Introduction – the curious properties of water Did you ever wonder why ice floats? Most substances get more dense as they cool. Not water! It is most dense at 4°C (39°F). As it continues cooling beyond that, density decreases. So what, you ask? What’s the big deal? Well, if water didn’t have that one single property, life on Earth would not exist as we know it. Let’s explore this.

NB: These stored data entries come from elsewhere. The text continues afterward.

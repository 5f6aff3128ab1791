//! Table-driven state machine for the door controller.
//!
//! Each state is a row in a fixed dispatch table: an id, a display name
//! and an update function. The engine runs one update per control tick
//! and applies the returned transition, logging every state change.

mod context;
mod states;

pub use context::{FsmContext, GreenAction, IndicatorCommands, PowerAction, WaitState};

use log::{debug, info};

#[derive(Debug, Clone, Copy, PartialEq, Eq)]
#[repr(usize)]
pub enum StateId {
    Closed = 0,
    ParcelOpening = 1,
    MailOpening = 2,
    ParcelLocked = 3,
    /// Half-open position for oversized mail. No trigger is wired up in
    /// this hardware revision, so the state is currently unreachable.
    SecureOpen = 4,
    Waiting = 5,
    ProgrammingMode = 6,
}

impl StateId {
    pub const COUNT: usize = 7;

    pub const fn index(self) -> usize {
        self as usize
    }

    pub fn name(self) -> &'static str {
        STATE_TABLE[self.index()].name
    }
}

type UpdateFn = for<'a> fn(&mut FsmContext<'a>) -> Option<StateId>;

struct StateDescriptor {
    id: StateId,
    name: &'static str,
    update: UpdateFn,
}

static STATE_TABLE: [StateDescriptor; StateId::COUNT] = [
    StateDescriptor {
        id: StateId::Closed,
        name: "closed",
        update: states::closed_update,
    },
    StateDescriptor {
        id: StateId::ParcelOpening,
        name: "parcel-opening",
        update: states::parcel_opening_update,
    },
    StateDescriptor {
        id: StateId::MailOpening,
        name: "mail-opening",
        update: states::mail_opening_update,
    },
    StateDescriptor {
        id: StateId::ParcelLocked,
        name: "parcel-locked",
        update: states::parcel_locked_update,
    },
    StateDescriptor {
        id: StateId::SecureOpen,
        name: "secure-open",
        update: states::secure_open_update,
    },
    StateDescriptor {
        id: StateId::Waiting,
        name: "waiting",
        update: states::waiting_update,
    },
    StateDescriptor {
        id: StateId::ProgrammingMode,
        name: "programming",
        update: states::programming_update,
    },
];

pub struct Fsm {
    current: StateId,
    tick_count: u64,
}

impl Fsm {
    pub fn new(initial: StateId) -> Self {
        Self {
            current: initial,
            tick_count: 0,
        }
    }

    pub fn current_state(&self) -> StateId {
        self.current
    }

    pub fn tick_count(&self) -> u64 {
        self.tick_count
    }

    /// Run one control tick: reset the per-tick latches, poll the one-shot
    /// timer, dispatch the current state's update and apply any
    /// transition.
    pub fn tick(&mut self, ctx: &mut FsmContext<'_>) {
        self.tick_count += 1;
        ctx.begin_tick();
        ctx.poll_timer();

        let row = &STATE_TABLE[self.current.index()];
        debug_assert_eq!(row.id, self.current);
        if let Some(next) = (row.update)(ctx) {
            self.transition(next);
        }
    }

    fn transition(&mut self, next: StateId) {
        if next == self.current {
            debug!("state: {} re-entered", self.current.name());
        } else {
            info!("state: {} -> {}", self.current.name(), next.name());
        }
        self.current = next;
    }
}
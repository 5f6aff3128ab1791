//! Motor current sampling via the continuous (DMA) ADC driver.
//!
//! The ADC free-runs at 2 kHz into 20-sample frames, so one completed
//! frame both measures the shunt voltage and paces a 10 ms supervisor
//! cycle.
//!
//! ## Dual-target design
//!
//! On ESP-IDF: adc_continuous driver plus curve-fitting calibration.
//! On host/test: a 10 ms sleep stands in for the frame period.

use crate::app::ports::CurrentSense;
use crate::error::MotorError;
use crate::motor::ADC_BATCH_SIZE;

/// GPIO5 maps to ADC1 channel 4 on the ESP32-S3.
#[cfg(target_os = "espidf")]
const SENSE_CHANNEL: u8 = 4;

/// 20 samples at 500 µs apiece per frame.
#[cfg(target_os = "espidf")]
const SAMPLE_FREQ_HZ: u32 = 2_000;

#[cfg(target_os = "espidf")]
pub struct CurrentSenseAdc {
    handle: esp_idf_svc::sys::adc_continuous_handle_t,
    cali: esp_idf_svc::sys::adc_cali_handle_t,
}

// The raw handles are only ever used from the motor thread after new().
#[cfg(target_os = "espidf")]
unsafe impl Send for CurrentSenseAdc {}

#[cfg(target_os = "espidf")]
impl CurrentSenseAdc {
    pub fn new() -> Result<Self, MotorError> {
        use esp_idf_svc::sys::*;

        let mut handle: adc_continuous_handle_t = core::ptr::null_mut();
        let handle_cfg = adc_continuous_handle_cfg_t {
            max_store_buf_size: (ADC_BATCH_SIZE * 4 * 4) as u32,
            conv_frame_size: (ADC_BATCH_SIZE * 4) as u32,
            ..Default::default()
        };
        // SAFETY: plain driver-creation call; handle outlives the driver.
        let ret = unsafe { adc_continuous_new_handle(&handle_cfg, &mut handle) };
        if ret != ESP_OK as i32 {
            return Err(MotorError::AdcNotReady);
        }

        let mut pattern = adc_digi_pattern_config_t {
            atten: adc_atten_t_ADC_ATTEN_DB_12 as u8,
            channel: SENSE_CHANNEL,
            unit: adc_unit_t_ADC_UNIT_1 as u8,
            bit_width: adc_bitwidth_t_ADC_BITWIDTH_12 as u8,
        };
        let dig_cfg = adc_continuous_config_t {
            pattern_num: 1,
            adc_pattern: &mut pattern,
            sample_freq_hz: SAMPLE_FREQ_HZ,
            conv_mode: adc_digi_convert_mode_t_ADC_CONV_SINGLE_UNIT_1,
            format: adc_digi_output_format_t_ADC_DIGI_OUTPUT_FORMAT_TYPE2,
        };
        // SAFETY: handle was just created; pattern lives across the call.
        let ret = unsafe { adc_continuous_config(handle, &dig_cfg) };
        if ret != ESP_OK as i32 {
            return Err(MotorError::AdcNotReady);
        }

        let mut cali: adc_cali_handle_t = core::ptr::null_mut();
        let cali_cfg = adc_cali_curve_fitting_config_t {
            unit_id: adc_unit_t_ADC_UNIT_1,
            chan: SENSE_CHANNEL as u32,
            atten: adc_atten_t_ADC_ATTEN_DB_12,
            bitwidth: adc_bitwidth_t_ADC_BITWIDTH_12,
        };
        // SAFETY: calibration scheme creation; a failure leaves cali null
        // and raw_to_millivolts falls back to the linear estimate.
        unsafe { adc_cali_create_scheme_curve_fitting(&cali_cfg, &mut cali) };

        // SAFETY: handle configured above.
        let ret = unsafe { adc_continuous_start(handle) };
        if ret != ESP_OK as i32 {
            return Err(MotorError::SampleSubmitFailed);
        }

        Ok(Self { handle, cali })
    }
}

#[cfg(target_os = "espidf")]
impl CurrentSense for CurrentSenseAdc {
    fn wait_batch(&mut self, buf: &mut [u16; ADC_BATCH_SIZE]) {
        use esp_idf_svc::sys::*;

        let mut raw = [0u8; ADC_BATCH_SIZE * 4];
        let mut got: u32 = 0;
        // SAFETY: blocking read into a frame-sized local buffer.
        let ret = unsafe {
            adc_continuous_read(
                self.handle,
                raw.as_mut_ptr(),
                raw.len() as u32,
                &mut got,
                u32::MAX,
            )
        };
        if ret != ESP_OK as i32 {
            buf.fill(0);
            return;
        }
        for (i, slot) in buf.iter_mut().enumerate() {
            let off = i * 4;
            if off + 4 <= got as usize {
                // TYPE2 output: bits 0-11 carry the sample.
                let word = u32::from_le_bytes([
                    raw[off],
                    raw[off + 1],
                    raw[off + 2],
                    raw[off + 3],
                ]);
                *slot = (word & 0xFFF) as u16;
            } else {
                *slot = 0;
            }
        }
    }

    fn resubmit(&mut self) -> Result<(), MotorError> {
        // The continuous driver free-runs; nothing to re-arm.
        Ok(())
    }

    fn raw_to_millivolts(&self, raw: u16) -> u32 {
        use esp_idf_svc::sys::*;

        if !self.cali.is_null() {
            let mut mv: i32 = 0;
            // SAFETY: cali handle created in new() and never freed.
            let ret = unsafe { adc_cali_raw_to_voltage(self.cali, i32::from(raw), &mut mv) };
            if ret == ESP_OK as i32 {
                return mv.max(0) as u32;
            }
        }
        // Linear fallback: 12-bit full scale over 3V3.
        u32::from(raw) * 3_300 / 4_095
    }
}

/// Host stand-in: idle shunt, real frame timing.
#[cfg(not(target_os = "espidf"))]
pub struct CurrentSenseAdc;

#[cfg(not(target_os = "espidf"))]
impl CurrentSenseAdc {
    pub fn new() -> Result<Self, MotorError> {
        Ok(Self)
    }
}

#[cfg(not(target_os = "espidf"))]
impl CurrentSense for CurrentSenseAdc {
    fn wait_batch(&mut self, buf: &mut [u16; ADC_BATCH_SIZE]) {
        std::thread::sleep(std::time::Duration::from_millis(10));
        buf.fill(0);
    }

    fn resubmit(&mut self) -> Result<(), MotorError> {
        Ok(())
    }

    fn raw_to_millivolts(&self, raw: u16) -> u32 {
        u32::from(raw) * 3_300 / 4_095
    }
}
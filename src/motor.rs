//! Motor supervisor.
//!
//! The supervisor runs on its own core and is paced by the current-sense
//! ADC: one batch of samples per 10 ms cycle. Each cycle it applies the
//! newest drive request, stops when the requested condition is met, and
//! enforces the request's cycle budget as a hard timeout.

use embassy_sync::blocking_mutex::raw::CriticalSectionRawMutex;
use embassy_sync::channel::Channel;
use log::warn;

use crate::app::events::AppEvent;
use crate::app::ports::{CurrentSense, DriveChannels, EventSink};
use crate::error::MotorError;
use crate::inputs::{Condition, SensorFlags};

/// Samples per supervisor cycle; 500 µs apart, so one batch paces a 10 ms
/// cycle.
pub const ADC_BATCH_SIZE: usize = 20;
/// Supervisor cycles per second of requested run time.
pub const CYCLES_PER_SEC: u16 = 100;
/// Fixed drive strength while a winding is energized.
pub const DRIVE_DUTY_PERCENT: u8 = 50;

pub const REQUEST_DEPTH: usize = 4;

#[derive(Debug, Clone, Copy, PartialEq, Eq)]
pub enum Direction {
    Stop,
    Forward,
    Reverse,
}

/// One drive order: run `direction` until `stop_on` is met, for at most
/// `timeout_cycles` supervisor cycles.
#[derive(Debug, Clone, Copy, PartialEq, Eq)]
pub struct MotorRequest {
    pub direction: Direction,
    pub timeout_cycles: u16,
    pub stop_on: Condition,
}

pub type RequestChannel = Channel<CriticalSectionRawMutex, MotorRequest, REQUEST_DEPTH>;

/// Global request channel from the control task to the supervisor.
pub static REQUESTS: RequestChannel = Channel::new();

/// Enqueue a drive request, blocking if the channel is momentarily full.
/// The timeout is given in whole seconds and converted to cycles here.
pub fn send_request(
    channel: &RequestChannel,
    direction: Direction,
    timeout_secs: u8,
    stop_on: Condition,
) {
    let request = MotorRequest {
        direction,
        timeout_cycles: u16::from(timeout_secs) * CYCLES_PER_SEC,
        stop_on,
    };
    futures_lite::future::block_on(channel.send(request));
}

pub struct MotorSupervisor<'a, D: DriveChannels> {
    flags: &'a SensorFlags,
    requests: &'a RequestChannel,
    drive: D,
    active: MotorRequest,
    last_current_ma: u32,
}

impl<'a, D: DriveChannels> MotorSupervisor<'a, D> {
    pub fn new(flags: &'a SensorFlags, requests: &'a RequestChannel, drive: D) -> Self {
        Self {
            flags,
            requests,
            drive,
            active: MotorRequest {
                direction: Direction::Stop,
                timeout_cycles: 0,
                stop_on: Condition::DoorClosed,
            },
            last_current_ma: 0,
        }
    }

    /// One 10 ms supervisor cycle. Returns the fault, if any, that forced
    /// a stop this cycle.
    pub fn cycle(&mut self, current_ma: u32) -> Option<MotorError> {
        // Measured every cycle but not yet acted on: stall detection over
        // the sense current is not implemented in this hardware revision.
        self.last_current_ma = current_ma;

        if let Ok(request) = self.requests.try_receive() {
            self.active = request;
        }

        if self.active.stop_on.is_met(self.flags) {
            self.active.direction = Direction::Stop;
        }

        let mut fault = None;
        if self.active.direction != Direction::Stop {
            if self.active.timeout_cycles > 0 {
                self.active.timeout_cycles -= 1;
            } else {
                warn!("motor: cycle budget exhausted before stop condition");
                self.active.direction = Direction::Stop;
                fault = Some(MotorError::Timeout);
            }
        }

        match self.active.direction {
            Direction::Forward => {
                self.drive.set_reverse(0);
                self.drive.set_forward(DRIVE_DUTY_PERCENT);
            }
            Direction::Reverse => {
                self.drive.set_forward(0);
                self.drive.set_reverse(DRIVE_DUTY_PERCENT);
            }
            Direction::Stop => {
                self.drive.set_forward(0);
                self.drive.set_reverse(0);
            }
        }

        fault
    }

    pub fn direction(&self) -> Direction {
        self.active.direction
    }

    pub fn drive(&self) -> &D {
        &self.drive
    }

    pub fn last_current_ma(&self) -> u32 {
        self.last_current_ma
    }
}

/// Average a raw sample batch and convert to milliamps. The sense
/// resistor is 0.5 Ω, so milliamps are twice the shunt millivolts.
pub fn batch_current_ma(samples: &[u16], raw_to_mv: impl Fn(u16) -> u32) -> u32 {
    if samples.is_empty() {
        return 0;
    }
    let sum: u32 = samples.iter().map(|&s| u32::from(s)).sum();
    let avg = (sum / samples.len() as u32) as u16;
    raw_to_mv(avg) * 2
}

/// Supervisor task body. Blocks on the ADC for pacing, runs one cycle per
/// batch and reports faults through the sink.
pub fn run(
    flags: &SensorFlags,
    requests: &RequestChannel,
    drive: impl DriveChannels,
    mut sense: impl CurrentSense,
    mut sink: impl EventSink,
) -> ! {
    let mut supervisor = MotorSupervisor::new(flags, requests, drive);
    let mut batch = [0u16; ADC_BATCH_SIZE];
    loop {
        sense.wait_batch(&mut batch);
        let current_ma = batch_current_ma(&batch, |raw| sense.raw_to_millivolts(raw));
        if let Err(e) = sense.resubmit() {
            warn!("motor: sample resubmit failed: {e}");
        }
        if let Some(fault) = supervisor.cycle(current_ma) {
            sink.emit(&AppEvent::MotorFault(fault));
        }
    }
}
//! Core-pinned thread spawning for the ESP32-S3 dual-core.
//!
//! Wraps `esp_pthread_set_cfg()` so `std::thread::spawn` creates a
//! FreeRTOS task pinned to a specific CPU core with explicit priority and
//! stack size. On non-ESP targets, falls back to plain thread spawn.
//!
//! `esp_pthread_set_cfg()` sets thread-local configuration that applies
//! to the *next* `pthread_create()` from the calling thread, so the
//! config/spawn pair must not be interleaved with other thread creation.

/// CPU core identifiers for the ESP32-S3 Xtensa LX7 dual-core.
#[derive(Debug, Clone, Copy, PartialEq, Eq)]
#[repr(i32)]
pub enum Core {
    /// Core 0 (PRO_CPU) — control loop and the scanner thread.
    Pro = 0,
    /// Core 1 (APP_CPU) — the ADC-paced motor supervisor.
    App = 1,
}

/// Spawn a thread pinned to a core with explicit priority and stack.
///
/// The `name` parameter must be a null-terminated string (e.g.
/// `"motor\0"`).
#[cfg(target_os = "espidf")]
pub fn spawn_on_core(
    core: Core,
    priority: u8,
    stack_kb: usize,
    name: &'static str,
    f: impl FnOnce() + Send + 'static,
) -> std::thread::JoinHandle<()> {
    unsafe {
        let mut cfg = esp_idf_sys::esp_create_default_pthread_config();
        cfg.pin_to_core = core as i32;
        cfg.prio = priority as i32;
        cfg.stack_size = (stack_kb * 1024) as i32;
        cfg.thread_name = name.as_ptr() as *const _;
        let ret = esp_idf_sys::esp_pthread_set_cfg(&cfg);
        assert!(
            ret == esp_idf_sys::ESP_OK as i32,
            "esp_pthread_set_cfg failed: {ret}"
        );
    }

    let display_name = name.trim_end_matches('\0');
    log::info!(
        "spawning '{}' on {:?} (pri={}, stack={}KB)",
        display_name,
        core,
        priority,
        stack_kb
    );

    std::thread::Builder::new()
        .name(display_name.into())
        .spawn(f)
        .expect("spawn_on_core: thread creation failed")
}

/// Simulation fallback — ignores core affinity and priority.
#[cfg(not(target_os = "espidf"))]
pub fn spawn_on_core(
    _core: Core,
    _priority: u8,
    stack_kb: usize,
    name: &'static str,
    f: impl FnOnce() + Send + 'static,
) -> std::thread::JoinHandle<()> {
    let display_name = name.trim_end_matches('\0');
    log::info!("spawning '{}' (sim, no core pinning)", display_name);

    std::thread::Builder::new()
        .name(display_name.into())
        .stack_size(stack_kb * 1024)
        .spawn(f)
        .expect("spawn_on_core(sim): thread creation failed")
}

How does this apply to lakes? Tetlin Lake, AK
In a lake, warm water will stay near the surface, and cold water will stay below… except when it doesn’t! If the temperature of the whole lake is 4°C or below, the warmer (4°), denser water will be at the bottom, and the colder water, which might be frozen, will be found at the surface. Kluane Lake, Yukon, Canada
When different temperature layers form, it is called stratification Upper, warm layer; well-mixed Commonly called the thermocline, because the temperature declines rapidly with depth Cold, deep water, isolated from mixing by the thermocline A common stratification pattern in a temperate lake in the summer
Mixing is caused by wind. Why doesn’t the wind mix the whole lake? As the surface warms, the density gradient increases. The different densities create a physical barrier that prevents the surface water from mixing with the water below. The thermocline (metalimnion) is that barrier. Low density Thermocline – density barrier High density
Seasonal changes: winter and summer Notice the reverse stratification in the winter, when the lake is frozen. Below the ice, there is no stratification, because there is no solar input and no effect of air temperature. In summer, Ice Lake shows a very steep thermocline! Temperature °C Winter and summer data from Ice Lake, Minnesota
Seasonal Changes: spring and fall What is happening here? As the epilimnion cools because of cooling air temperature and less solar input, the thermal stratification breaks down and the thermocline starts to disappear. When the upper temperatures cool to the same temperature of the hypolimnion, the entire lake is the same density and now the surface wind can mix the whole water body. This process is called turnover. This temperature profile is called an isotherm (iso = same, therm = temperature) Notice that the temperature does not have to be 4°C for fall turnover to happen. It is dependent on the temperature of the hypolimnion. This same pattern is often seen in spring, when the surface water warms to 4°, and the whole lake is the same density. A typical temperate lake during turnover
What are the effects of lake turnover? • Nutrients that were trapped in the hypolimnion are distributed throughout the lake. • Oxygen that has formed near the surface from phytoplankton and aeration is distributed to the deep water. This allows fish to move to deeper water, and is essential for winter fish survival. • At the same time, anoxic water is brought to the surface. In some small eutrophic ponds with little oxygen, this can cause fish kills. • Turnover often causes sulphurous gases and products of decay that were in the hypolimnion to be brought to the surface and released, which also enables fish to return to the depths. This can cause a noticeable smell. • The water may become temporarily cloudy (increased turbidity) because of the nutrients and material brought up from the depths.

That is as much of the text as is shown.